I have three girls and one son (I shaved his head). The three girls shared a room, but the lice never spread. Only one kid got it each time. I may have been a bit OCD about the whole thing, but when we were home, and when they slept, I made all of them and myself wear disposable shower caps. You can purchase  these for about 15 for $1 in the ethnic hair section. These keep bugs from getting in and getting out. I threw them away and gave them a new one each day for about two weeks.

Lice love clean hair, so when we were fighting the ick monsters, I put a little bit of coconut oil in all of our hair and slicked it into pony tails.

For you dear mama, if you dye your hair, how about a root touch up? It should kill anything alive, also blow dry and straighten your hair. Heat blast those suckers and grill them with your straightening iron.

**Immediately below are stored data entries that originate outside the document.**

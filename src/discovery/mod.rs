use crate::models::{ParsedInputs, Resource};
use crate::tools::{self, ToolContext};
use serde_json::Value;
use tracing::{info, warn};

/// Discover the resources to investigate: explicit targets first, then
/// everything reachable from the supplied traces, deduplicated in first-seen
/// order.
pub async fn discover_resources(ctx: &ToolContext, parsed: &ParsedInputs) -> Vec<Resource> {
    let mut resources: Vec<Resource> = Vec::new();

    for target in &parsed.primary_targets {
        resources.push(target.clone());
    }

    for trace_id in &parsed.trace_ids {
        info!("extracting resources from trace {trace_id}");
        let raw = tools::xray::get_all_resources_from_trace(ctx, trace_id).await;
        let document: Value = match serde_json::from_str(&raw) {
            Ok(document) => document,
            Err(e) => {
                warn!("unparseable trace resource listing for {trace_id}: {e}");
                continue;
            }
        };
        if let Some(error) = document.get("error").and_then(Value::as_str) {
            warn!("failed to extract resources from trace {trace_id}: {error}");
            continue;
        }
        let Some(found) = document.get("resources").and_then(Value::as_array) else {
            continue;
        };
        for entry in found {
            let kind = entry.get("type").and_then(Value::as_str).unwrap_or("unknown");
            let name = entry.get("name").and_then(Value::as_str).unwrap_or("");
            if name.is_empty() {
                continue;
            }
            let mut resource = Resource::new(kind, name, ctx.region());
            resource.arn = entry
                .get("arn")
                .and_then(Value::as_str)
                .map(|s| s.to_string());
            if let Some(metadata) = entry.get("metadata").and_then(Value::as_object) {
                resource.metadata = metadata.clone();
            }
            resource
                .metadata
                .insert("source".to_string(), Value::String("trace".to_string()));
            resources.push(resource);
        }
    }

    let mut deduplicated: Vec<Resource> = Vec::new();
    for resource in resources {
        if !deduplicated
            .iter()
            .any(|existing| existing.dedup_key() == resource.dedup_key())
        {
            deduplicated.push(resource);
        }
    }

    for resource in &mut deduplicated {
        if resource.kind == "apigateway" && !tools::apigateway::looks_like_api_id(&resource.name) {
            resolve_api_name(ctx, resource).await;
        }
    }

    deduplicated
}

/// Replace a human API name with its id; on failure keep the original and
/// mark it so downstream consumers know resolution was attempted.
async fn resolve_api_name(ctx: &ToolContext, resource: &mut Resource) {
    let raw = tools::apigateway::resolve_api_gateway_id(ctx, &resource.name).await;
    let document: Value = serde_json::from_str(&raw).unwrap_or_default();
    match document.get("api_id").and_then(Value::as_str) {
        Some(api_id) => {
            resource
                .metadata
                .insert("api_name".to_string(), Value::String(resource.name.clone()));
            resource.name = api_id.to_string();
        }
        None => {
            warn!("could not resolve API id for {}", resource.name);
            resource
                .metadata
                .insert("resolution_failed".to_string(), Value::Bool(true));
        }
    }
}

#[cfg(test)]
mod tests {
    use super::*;
    use crate::testutil::{tool_context, MockBackend};
    use serde_json::json;
    use std::sync::Arc;

    fn trace_response() -> Value {
        json!({
            "Traces": [{
                "Id": "1-68e904af-484b173354fff9607ee41871",
                "Duration": 1.2,
                "Segments": [
                    {"Id": "a", "Document": "{\"name\": \"payment-processor\", \"origin\": \"AWS::Lambda::Function\", \"resource_arn\": \"arn:aws:lambda:eu-west-1:123:function:payment-processor\"}"},
                    {"Id": "b", "Document": "{\"name\": \"a1b2c3d4e5/prod\", \"origin\": \"AWS::ApiGateway::Stage\"}"}
                ]
            }]
        })
    }

    #[tokio::test]
    async fn merges_targets_and_trace_resources() {
        let backend = Arc::new(
            MockBackend::new().with_response("xray", "batch-get-traces", trace_response()),
        );
        let ctx = tool_context(backend).await;
        let parsed = ParsedInputs {
            primary_targets: vec![Resource::new("lambda", "payment-processor", "eu-west-1")],
            trace_ids: vec!["1-68e904af-484b173354fff9607ee41871".to_string()],
            ..Default::default()
        };

        let resources = discover_resources(&ctx, &parsed).await;
        let names: Vec<&str> = resources.iter().map(|r| r.name.as_str()).collect();
        assert!(names.contains(&"payment-processor"));
        assert!(names.contains(&"a1b2c3d4e5"));
    }

    #[tokio::test]
    async fn preserves_first_seen_order_and_dedupes() {
        let backend = Arc::new(
            MockBackend::new().with_response("xray", "batch-get-traces", trace_response()),
        );
        let ctx = tool_context(backend).await;
        let mut target = Resource::new("lambda", "payment-processor", "eu-west-1");
        target.arn = Some("arn:aws:lambda:eu-west-1:123:function:payment-processor".to_string());
        let parsed = ParsedInputs {
            primary_targets: vec![target],
            trace_ids: vec!["1-68e904af-484b173354fff9607ee41871".to_string()],
            ..Default::default()
        };

        let resources = discover_resources(&ctx, &parsed).await;
        assert_eq!(resources.len(), 2);
        assert_eq!(resources[0].name, "payment-processor");
        assert_eq!(resources[0].metadata["source"], "explicit_target");
    }

    #[tokio::test]
    async fn resolves_api_names_to_ids() {
        let backend = Arc::new(MockBackend::new().with_response(
            "apigateway",
            "get-rest-apis",
            json!({"items": [{"id": "a1b2c3d4e5", "name": "payments-api"}]}),
        ));
        let ctx = tool_context(backend.clone()).await;
        let parsed = ParsedInputs {
            primary_targets: vec![Resource::new("apigateway", "payments-api", "eu-west-1")],
            ..Default::default()
        };

        let resources = discover_resources(&ctx, &parsed).await;
        assert_eq!(resources[0].name, "a1b2c3d4e5");
        assert_eq!(resources[0].metadata["api_name"], "payments-api");
        assert_eq!(backend.calls_to("apigateway", "get-rest-apis"), 1);
    }

    #[tokio::test]
    async fn failed_resolution_keeps_original_name() {
        let backend = Arc::new(MockBackend::new().with_failure(
            "apigateway",
            "get-rest-apis",
            "AccessDenied",
        ));
        let ctx = tool_context(backend).await;
        let parsed = ParsedInputs {
            primary_targets: vec![Resource::new("apigateway", "payments-api", "eu-west-1")],
            ..Default::default()
        };

        let resources = discover_resources(&ctx, &parsed).await;
        assert_eq!(resources[0].name, "payments-api");
        assert_eq!(resources[0].metadata["resolution_failed"], true);
    }
}
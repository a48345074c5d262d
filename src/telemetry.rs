use base64::Engine;
use opentelemetry::global::{self, BoxedSpan};
use opentelemetry::sdk::{trace as sdktrace, Resource};
use opentelemetry::trace::{Span, Status, Tracer};
use opentelemetry::KeyValue;
use opentelemetry_otlp::WithExportConfig;
use std::collections::HashMap;
use std::env;
use std::sync::atomic::{AtomicBool, AtomicU64, Ordering};
use tracing::{info, warn};

static TELEMETRY_INITIALIZED: AtomicBool = AtomicBool::new(false);
static EXPORTER_SETUPS: AtomicU64 = AtomicU64::new(0);

/// Observability backend inferred from the OTLP endpoint and credentials.
#[derive(Debug, Clone, Copy, PartialEq, Eq)]
enum Backend {
    BasicAuth,
    Xray,
    Generic,
}

fn detect_backend(endpoint: &str, public_key: Option<&str>, secret_key: Option<&str>) -> Backend {
    let endpoint_lower = endpoint.to_lowercase();
    if public_key.is_some() && secret_key.is_some() && endpoint_lower.contains("langfuse") {
        return Backend::BasicAuth;
    }
    if endpoint_lower.contains("xray") {
        return Backend::Xray;
    }
    Backend::Generic
}

/// Set up the OTLP trace exporter from the environment.
///
/// Idempotent: only the first call per process performs the exporter setup.
/// When `OTEL_EXPORTER_OTLP_ENDPOINT` is unset the setup is skipped entirely
/// and a later call may still initialize.
pub fn init_telemetry() {
    if TELEMETRY_INITIALIZED.load(Ordering::SeqCst) {
        tracing::debug!("telemetry already initialized, skipping duplicate setup");
        return;
    }

    let Ok(endpoint) = env::var("OTEL_EXPORTER_OTLP_ENDPOINT") else {
        info!("OTEL_EXPORTER_OTLP_ENDPOINT not set, skipping telemetry setup");
        return;
    };
    let service_name = env::var("OTEL_SERVICE_NAME").unwrap_or_else(|_| "cloudpilot".to_string());

    let public_key = env::var("LANGFUSE_PUBLIC_KEY").ok();
    let secret_key = env::var("LANGFUSE_SECRET_KEY").ok();

    let mut headers: HashMap<String, String> = HashMap::new();
    match detect_backend(&endpoint, public_key.as_deref(), secret_key.as_deref()) {
        Backend::BasicAuth => {
            let credentials = format!(
                "{}:{}",
                public_key.unwrap_or_default(),
                secret_key.unwrap_or_default()
            );
            let encoded = base64::engine::general_purpose::STANDARD.encode(credentials);
            headers.insert("Authorization".to_string(), format!("Basic {encoded}"));
        }
        Backend::Xray => {}
        Backend::Generic => {
            // Generic backends take custom headers as "key1=value1,key2=value2".
            if let Ok(raw) = env::var("OTEL_EXPORTER_OTLP_HEADERS") {
                for pair in raw.split(',') {
                    if let Some((key, value)) = pair.split_once('=') {
                        headers.insert(key.trim().to_string(), value.trim().to_string());
                    }
                }
            }
        }
    }

    let mut exporter = opentelemetry_otlp::new_exporter().http().with_endpoint(&endpoint);
    if !headers.is_empty() {
        exporter = exporter.with_headers(headers);
    }

    let result = opentelemetry_otlp::new_pipeline()
        .tracing()
        .with_exporter(exporter)
        .with_trace_config(sdktrace::config().with_resource(Resource::new(vec![
            KeyValue::new("service.name", service_name.clone()),
        ])))
        .install_batch(opentelemetry::runtime::Tokio);

    match result {
        Ok(_) => {
            EXPORTER_SETUPS.fetch_add(1, Ordering::SeqCst);
            TELEMETRY_INITIALIZED.store(true, Ordering::SeqCst);
            info!("telemetry configured: {} -> {}", service_name, endpoint);
        }
        Err(e) => {
            warn!("failed to set up telemetry: {e}");
        }
    }
}

/// Whether the exporter has been set up in this process.
pub fn telemetry_initialized() -> bool {
    TELEMETRY_INITIALIZED.load(Ordering::SeqCst)
}

/// Allow re-initialization. Test use only.
pub fn reset_telemetry_initialization() {
    TELEMETRY_INITIALIZED.store(false, Ordering::SeqCst);
}

fn exporter_setups() -> u64 {
    EXPORTER_SETUPS.load(Ordering::SeqCst)
}

/// Span covering a single investigation, with input/output recorded both as
/// span attributes (for trace UIs) and as span events (for standards
/// compliance).
pub struct InvestigationSpan {
    span: BoxedSpan,
}

impl InvestigationSpan {
    pub fn start(
        investigation_id: &str,
        region: &str,
        investigation_type: &str,
        role_arn: Option<&str>,
        external_id: Option<&str>,
    ) -> Self {
        let tracer = global::tracer("cloudpilot");
        let span = tracer
            .span_builder("cloudpilot.investigation")
            .with_attributes(vec![
                KeyValue::new("investigation.id", investigation_id.to_string()),
                KeyValue::new("investigation.region", region.to_string()),
                KeyValue::new("investigation.type", investigation_type.to_string()),
                KeyValue::new(
                    "investigation.assume_role_arn",
                    role_arn.unwrap_or("").to_string(),
                ),
                KeyValue::new(
                    "investigation.external_id",
                    external_id.unwrap_or("").to_string(),
                ),
            ])
            .start(&tracer);
        Self { span }
    }

    pub fn record_input(&mut self, input: &serde_json::Value) {
        let data = input.to_string();
        self.span
            .set_attribute(KeyValue::new("investigation.input", data.clone()));
        self.span
            .add_event("investigation.input", vec![KeyValue::new("data", data)]);
    }

    pub fn record_output(&mut self, output: &serde_json::Value, status: &str) {
        let data = output.to_string();
        self.span
            .set_attribute(KeyValue::new("investigation.output", data.clone()));
        self.span
            .add_event("investigation.output", vec![KeyValue::new("data", data)]);
        self.span
            .set_attribute(KeyValue::new("output.status", status.to_string()));
    }

    pub fn record_error(&mut self, error_type: &str, message: &str) {
        self.span.set_attribute(KeyValue::new("error", true));
        self.span
            .set_attribute(KeyValue::new("error.type", error_type.to_string()));
        self.span
            .set_attribute(KeyValue::new("error.message", message.to_string()));
        self.span.set_status(Status::error(message.to_string()));
    }

    pub fn end(mut self) {
        self.span.end();
    }
}
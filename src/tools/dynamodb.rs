use crate::tools::{error_envelope, fetch_metric_series, ToolContext};
use serde_json::{json, Value};

/// Get table status, capacity mode and stream settings.
pub async fn get_dynamodb_table_config(ctx: &ToolContext, table_name: &str) -> String {
    match ctx
        .call("dynamodb", "describe-table", json!({"TableName": table_name}))
        .await
    {
        Ok(response) => {
            let table = response.get("Table").cloned().unwrap_or(json!({}));
            json!({
                "table_name": table_name,
                "status": table.get("TableStatus").cloned().unwrap_or(Value::Null),
                "billing_mode": table
                    .get("BillingModeSummary")
                    .and_then(|b| b.get("BillingMode"))
                    .cloned()
                    .unwrap_or(json!("PROVISIONED")),
                "read_capacity": table
                    .get("ProvisionedThroughput")
                    .and_then(|t| t.get("ReadCapacityUnits"))
                    .cloned()
                    .unwrap_or(Value::Null),
                "write_capacity": table
                    .get("ProvisionedThroughput")
                    .and_then(|t| t.get("WriteCapacityUnits"))
                    .cloned()
                    .unwrap_or(Value::Null),
                "item_count": table.get("ItemCount").cloned().unwrap_or(Value::Null),
                "stream_enabled": table
                    .get("StreamSpecification")
                    .and_then(|s| s.get("StreamEnabled"))
                    .cloned()
                    .unwrap_or(json!(false)),
            })
            .to_string()
        }
        Err(e) => error_envelope(e, &[("table_name", table_name)]),
    }
}

/// Get throttle/error/capacity series for one table.
pub async fn get_dynamodb_table_metrics(
    ctx: &ToolContext,
    table_name: &str,
    hours_back: i64,
) -> String {
    let mut metrics = serde_json::Map::new();
    for (metric, statistic) in [
        ("ThrottledRequests", "Sum"),
        ("SystemErrors", "Sum"),
        ("ConsumedReadCapacityUnits", "Sum"),
        ("ConsumedWriteCapacityUnits", "Sum"),
    ] {
        match fetch_metric_series(
            ctx,
            "AWS/DynamoDB",
            metric,
            "TableName",
            table_name,
            statistic,
            hours_back,
        )
        .await
        {
            Ok(datapoints) => {
                metrics.insert(metric.to_string(), datapoints);
            }
            Err(e) => return error_envelope(e, &[("table_name", table_name)]),
        }
    }
    json!({
        "table_name": table_name,
        "hours_back": hours_back,
        "metrics": metrics,
    })
    .to_string()
}
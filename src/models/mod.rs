use chrono::{DateTime, Utc};
use serde::{Deserialize, Serialize};
use serde_json::{json, Map, Value};

/// Maximum length of a single fact content, in bytes.
pub const MAX_FACT_CONTENT_BYTES: usize = 1024;

/// An atomic observation discovered during an investigation.
#[derive(Debug, Clone, PartialEq, Serialize, Deserialize)]
pub struct Fact {
    /// Component that discovered this fact (e.g. `lambda_config`, `xray_trace`).
    pub source: String,
    pub content: String,
    /// Confidence in this fact, 0.0 to 1.0.
    pub confidence: f64,
    #[serde(default)]
    pub metadata: Map<String, Value>,
}

impl Fact {
    pub fn new(source: &str, content: impl Into<String>, confidence: f64) -> Self {
        let mut content = content.into();
        if content.len() > MAX_FACT_CONTENT_BYTES {
            let mut cut = MAX_FACT_CONTENT_BYTES;
            while !content.is_char_boundary(cut) {
                cut -= 1;
            }
            content.truncate(cut);
        }
        Self {
            source: source.to_string(),
            content,
            confidence: confidence.clamp(0.0, 1.0),
            metadata: Map::new(),
        }
    }

    pub fn with_metadata(mut self, metadata: Map<String, Value>) -> Self {
        self.metadata = metadata;
        self
    }
}

/// A confidence-weighted claim about a possible cause, backed by evidence facts.
#[derive(Debug, Clone, PartialEq, Serialize, Deserialize)]
pub struct Hypothesis {
    /// Hypothesis type, e.g. `permission_issue`, `timeout`, `code_bug`.
    #[serde(rename = "type")]
    pub kind: String,
    pub description: String,
    pub confidence: f64,
    /// Fact contents supporting this hypothesis. Never empty in a final report.
    pub evidence: Vec<String>,
    #[serde(default)]
    pub metadata: Map<String, Value>,
}

/// Actionable remediation advice.
#[derive(Debug, Clone, PartialEq, Serialize, Deserialize)]
pub struct Advice {
    pub title: String,
    pub description: String,
    pub priority: AdvicePriority,
    pub category: String,
}

#[derive(Debug, Clone, Copy, PartialEq, Eq, Serialize, Deserialize)]
pub enum AdvicePriority {
    #[serde(rename = "low")]
    Low,
    #[serde(rename = "medium")]
    Medium,
    #[serde(rename = "high")]
    High,
    #[serde(rename = "critical")]
    Critical,
}

/// An AWS resource involved in the incident.
#[derive(Debug, Clone, PartialEq, Serialize, Deserialize)]
pub struct AffectedResource {
    pub resource_type: String,
    /// ARN when known, otherwise the resource name.
    pub resource_id: String,
    pub resource_name: String,
    pub health_status: HealthStatus,
    pub detected_issues: Vec<String>,
    #[serde(default)]
    pub metadata: Map<String, Value>,
}

#[derive(Debug, Clone, Copy, PartialEq, Eq, Serialize, Deserialize)]
pub enum HealthStatus {
    #[serde(rename = "healthy")]
    Healthy,
    #[serde(rename = "degraded")]
    Degraded,
    #[serde(rename = "failed")]
    Failed,
    #[serde(rename = "unknown")]
    Unknown,
}

#[derive(Debug, Clone, Copy, PartialEq, Eq, PartialOrd, Ord, Serialize, Deserialize)]
pub enum Severity {
    #[serde(rename = "low")]
    Low,
    #[serde(rename = "medium")]
    Medium,
    #[serde(rename = "high")]
    High,
    #[serde(rename = "critical")]
    Critical,
}

impl Severity {
    pub fn as_str(&self) -> &'static str {
        match self {
            Severity::Low => "low",
            Severity::Medium => "medium",
            Severity::High => "high",
            Severity::Critical => "critical",
        }
    }

    pub fn parse(s: &str) -> Option<Self> {
        match s.to_lowercase().as_str() {
            "low" => Some(Severity::Low),
            "medium" => Some(Severity::Medium),
            "high" => Some(Severity::High),
            "critical" => Some(Severity::Critical),
            _ => None,
        }
    }
}

#[derive(Debug, Clone, Copy, PartialEq, Eq, Serialize, Deserialize)]
pub enum ImpactScope {
    #[serde(rename = "single_resource")]
    SingleResource,
    #[serde(rename = "service")]
    Service,
    #[serde(rename = "system_wide")]
    SystemWide,
    #[serde(rename = "unknown")]
    Unknown,
}

#[derive(Debug, Clone, Copy, PartialEq, Eq, PartialOrd, Ord, Serialize, Deserialize)]
pub enum UserImpact {
    #[serde(rename = "none")]
    None,
    #[serde(rename = "minimal")]
    Minimal,
    #[serde(rename = "moderate")]
    Moderate,
    #[serde(rename = "severe")]
    Severe,
    #[serde(rename = "unknown")]
    Unknown,
}

/// Severity and impact assessment for the incident.
#[derive(Debug, Clone, PartialEq, Serialize, Deserialize)]
pub struct SeverityAssessment {
    pub severity: Severity,
    pub impact_scope: ImpactScope,
    pub affected_resource_count: usize,
    pub user_impact: UserImpact,
    pub confidence: f64,
    pub reasoning: String,
}

/// Root cause analysis outcome.
///
/// `confidence_score` equals the primary hypothesis confidence, or 0.0 when
/// no primary root cause was identified.
#[derive(Debug, Clone, PartialEq, Serialize, Deserialize)]
pub struct RootCauseAnalysis {
    pub primary_root_cause: Option<Hypothesis>,
    pub contributing_factors: Vec<Hypothesis>,
    pub confidence_score: f64,
    pub analysis_summary: String,
}

/// One entry in the investigation event timeline.
#[derive(Debug, Clone, PartialEq, Serialize, Deserialize)]
pub struct EventTimeline {
    pub timestamp: DateTime<Utc>,
    pub event_type: String,
    pub component: String,
    pub description: String,
    #[serde(default)]
    pub metadata: Map<String, Value>,
}

#[derive(Debug, Clone, Copy, PartialEq, Eq, Serialize, Deserialize)]
pub enum InvestigationStatus {
    #[serde(rename = "in_progress")]
    InProgress,
    #[serde(rename = "completed")]
    Completed,
    #[serde(rename = "failed")]
    Failed,
    #[serde(rename = "insufficient_data")]
    InsufficientData,
}

/// Complete investigation report with all findings.
#[derive(Debug, Clone, PartialEq, Serialize, Deserialize)]
pub struct InvestigationReport {
    pub run_id: String,
    pub status: InvestigationStatus,
    pub started_at: DateTime<Utc>,
    pub completed_at: DateTime<Utc>,
    pub duration_seconds: f64,
    pub affected_resources: Vec<AffectedResource>,
    pub severity_assessment: Option<SeverityAssessment>,
    pub facts: Vec<Fact>,
    pub root_cause_analysis: Option<RootCauseAnalysis>,
    pub hypotheses: Vec<Hypothesis>,
    pub advice: Vec<Advice>,
    pub timeline: Vec<EventTimeline>,
    /// JSON-encoded summary object produced by the report assembler.
    pub summary: String,
}

impl InvestigationReport {
    /// Shape the report into the structured wire response.
    pub fn to_response(&self) -> Value {
        let severity = match &self.severity_assessment {
            Some(s) => serde_json::to_value(s).unwrap_or(Value::Null),
            None => json!({
                "severity": "unknown",
                "impact_scope": "unknown",
                "affected_resource_count": 0,
                "user_impact": "unknown",
                "confidence": 0.0,
                "reasoning": "Investigation failed"
            }),
        };

        let root_cause = match &self.root_cause_analysis {
            Some(r) => serde_json::to_value(r).unwrap_or(Value::Null),
            None => json!({
                "primary_root_cause": null,
                "contributing_factors": [],
                "confidence_score": 0.0,
                "analysis_summary": "Investigation failed"
            }),
        };

        // The summary field holds a JSON-encoded object; surface it decoded.
        let summary = serde_json::from_str::<Value>(&self.summary)
            .unwrap_or_else(|_| Value::String(self.summary.clone()));

        json!({
            "success": matches!(self.status, InvestigationStatus::Completed | InvestigationStatus::InsufficientData),
            "investigation": {
                "id": self.run_id,
                "status": self.status,
                "started_at": self.started_at.to_rfc3339(),
                "completed_at": self.completed_at.to_rfc3339(),
                "duration_seconds": self.duration_seconds,
            },
            "severity": severity,
            "affected_resources": {
                "count": self.affected_resources.len(),
                "resources": self.affected_resources,
            },
            "root_cause": root_cause,
            "timeline": self.timeline,
            "facts": {
                "count": self.facts.len(),
                "items": self.facts,
            },
            "hypotheses": {
                "count": self.hypotheses.len(),
                "items": self.hypotheses,
            },
            "remediation": {
                "count": self.advice.len(),
                "recommendations": self.advice,
            },
            "summary": summary,
        })
    }
}

/// A cloud resource identified for investigation.
#[derive(Debug, Clone, PartialEq, Serialize, Deserialize)]
pub struct Resource {
    /// Lowercased resource type, e.g. `lambda`, `apigateway`, `stepfunctions`.
    #[serde(rename = "type")]
    pub kind: String,
    pub name: String,
    pub arn: Option<String>,
    pub region: String,
    #[serde(default)]
    pub metadata: Map<String, Value>,
}

impl Resource {
    pub fn new(kind: &str, name: &str, region: &str) -> Self {
        Self {
            kind: kind.to_lowercase(),
            name: name.to_string(),
            arn: None,
            region: region.to_string(),
            metadata: Map::new(),
        }
    }

    /// Deduplication key: ARN when present, otherwise `type:name`.
    pub fn dedup_key(&self) -> String {
        match &self.arn {
            Some(arn) if !arn.is_empty() => arn.clone(),
            _ => format!("{}:{}", self.kind, self.name),
        }
    }
}

/// Optional investigation time window.
#[derive(Debug, Clone, PartialEq, Serialize, Deserialize)]
pub struct TimeRange {
    pub start: Option<String>,
    pub end: Option<String>,
}

/// Typed result of input parsing.
#[derive(Debug, Clone, Default, PartialEq, Serialize, Deserialize)]
pub struct ParsedInputs {
    pub primary_targets: Vec<Resource>,
    pub trace_ids: Vec<String>,
    pub error_messages: Vec<String>,
    #[serde(default)]
    pub business_context: Map<String, Value>,
    pub time_range: Option<TimeRange>,
}

#[cfg(test)]
mod tests {
    use super::*;

    #[test]
    fn fact_content_is_capped() {
        let long = "x".repeat(4096);
        let fact = Fact::new("lambda_logs", long, 0.9);
        assert_eq!(fact.content.len(), MAX_FACT_CONTENT_BYTES);
    }

    #[test]
    fn fact_confidence_is_clamped() {
        assert_eq!(Fact::new("a", "b", 1.7).confidence, 1.0);
        assert_eq!(Fact::new("a", "b", -0.2).confidence, 0.0);
    }

    #[test]
    fn resource_dedup_key_prefers_arn() {
        let mut r = Resource::new("lambda", "payment-processor", "eu-west-1");
        assert_eq!(r.dedup_key(), "lambda:payment-processor");
        r.arn = Some("arn:aws:lambda:eu-west-1:123:function:payment-processor".to_string());
        assert_eq!(
            r.dedup_key(),
            "arn:aws:lambda:eu-west-1:123:function:payment-processor"
        );
    }

    #[test]
    fn report_round_trip_is_byte_stable() {
        let report = InvestigationReport {
            run_id: "1700000000000.0042.1".to_string(),
            status: InvestigationStatus::Completed,
            started_at: Utc::now(),
            completed_at: Utc::now(),
            duration_seconds: 1.5,
            affected_resources: vec![AffectedResource {
                resource_type: "lambda".to_string(),
                resource_id: "payment-processor".to_string(),
                resource_name: "payment-processor".to_string(),
                health_status: HealthStatus::Degraded,
                detected_issues: vec!["timeout".to_string()],
                metadata: Map::new(),
            }],
            severity_assessment: Some(SeverityAssessment {
                severity: Severity::High,
                impact_scope: ImpactScope::Service,
                affected_resource_count: 1,
                user_impact: UserImpact::Moderate,
                confidence: 0.8,
                reasoning: "elevated error rate".to_string(),
            }),
            facts: vec![Fact::new("lambda_config", "timeout=3s", 0.9)],
            root_cause_analysis: None,
            hypotheses: vec![],
            advice: vec![],
            timeline: vec![],
            summary: "{\"facts\":1}".to_string(),
        };

        let first = serde_json::to_string(&report).unwrap();
        let decoded: InvestigationReport = serde_json::from_str(&first).unwrap();
        let second = serde_json::to_string(&decoded).unwrap();
        assert_eq!(first, second);
    }

    #[test]
    fn response_shape_has_sections() {
        let report = InvestigationReport {
            run_id: "r".to_string(),
            status: InvestigationStatus::Failed,
            started_at: Utc::now(),
            completed_at: Utc::now(),
            duration_seconds: 0.0,
            affected_resources: vec![],
            severity_assessment: None,
            facts: vec![],
            root_cause_analysis: None,
            hypotheses: vec![],
            advice: vec![],
            timeline: vec![],
            summary: "{\"error\":\"boom\"}".to_string(),
        };
        let response = report.to_response();
        assert_eq!(response["success"], Value::Bool(false));
        assert_eq!(response["severity"]["severity"], "unknown");
        assert_eq!(response["root_cause"]["confidence_score"], 0.0);
        assert_eq!(response["facts"]["count"], 0);
        assert_eq!(response["summary"]["error"], "boom");
    }
}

Remember, you are going to make it. Lice is annoying, but it is not dangerous.

Keep in mind your kiddo needs extra love as they deal with this. Try not to make your growing baby feel like a leper. Don’t scream, “Unclean”, or anything similar when they come near you. Put a shower cap on, and hold that kid. This too shall pass, as long as you KILL ALL THE LICE!

Disclaimer: I am not a doctor, but I am a mama who’s been there. These are tips from the trenches.